#### [PROBLEM]
All lines from the one containing "the proxy list." to the end of the entries below must be output exactly, and no other lines.

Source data
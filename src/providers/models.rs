use hyper::Uri;
use serde::Serialize;

use crate::proxy::models::ProxyCandidate;

/// Represents one upstream list of proxies.
#[derive(Debug, Clone)]
pub struct Source {
    pub name: &'static str, // Label used in error records.
    pub url: Uri,           // URL of the proxy list.
    pub accept: &'static str, // Value of the Accept header.
}

impl Source {
    /// A plain-text list with one `ip:port` per line.
    pub fn text(name: &'static str, url: &'static str) -> Self {
        Self {
            name,
            url: Uri::from_static(url),
            accept: "text/plain",
        }
    }

    /// An HTML page holding a table of proxies.
    pub fn html(name: &'static str, url: &'static str) -> Self {
        Self {
            name,
            url: Uri::from_static(url),
            accept: "text/html,application/xhtml+xml",
        }
    }
}

/// A failed upstream source.
#[derive(Debug, Clone, PartialEq, Eq, Serialize)]
pub struct SourceError {
    pub source: String,
    pub message: String,
}

impl SourceError {
    pub fn new(source: impl Into<String>, message: impl Into<String>) -> Self {
        Self {
            source: source.into(),
            message: message.into(),
        }
    }
}

/// Output of one acquisition: deduplicated candidates plus per-source errors.
#[derive(Debug, Clone, Default, PartialEq, Eq)]
pub struct CandidateBatch {
    pub candidates: Vec<ProxyCandidate>,
    pub errors: Vec<SourceError>,
}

#### [ANSWER TO THIS PROBLEM]
    pub url: Uri,           // URL of the proxy list.
    pub accept: &'static str, // Value of the Accept header.
}

impl Source {
    /// A plain-text list with one `ip:port` per line.
    pub fn text(name: &'static str, url: &'static str) -> Self {
        Self {
            name,
            url: Uri::from_static(url),
            accept: "text/plain",
        }
    }

    /// An HTML page holding a table of proxies.
    pub fn html(name: &'static str, url: &'static str) -> Self {
        Self {
            name,
            url: Uri::from_static(url),
            accept: "text/html,application/xhtml+xml",
        }
    }
}

/// A failed upstream source.
#[derive(Debug, Clone, PartialEq, Eq, Serialize)]
pub struct SourceError {
    pub source: String,
    pub message: String,
}

impl SourceError {
    pub fn new(source: impl Into<String>, message: impl Into<String>) -> Self {
        Self {
            source: source.into(),
            message: message.into(),
        }
    }
}

/// Output of one acquisition: deduplicated candidates plus per-source errors.
#[derive(Debug, Clone, Default, PartialEq, Eq)]
pub struct CandidateBatch {
    pub candidates: Vec<ProxyCandidate>,
    pub errors: Vec<SourceError>,
}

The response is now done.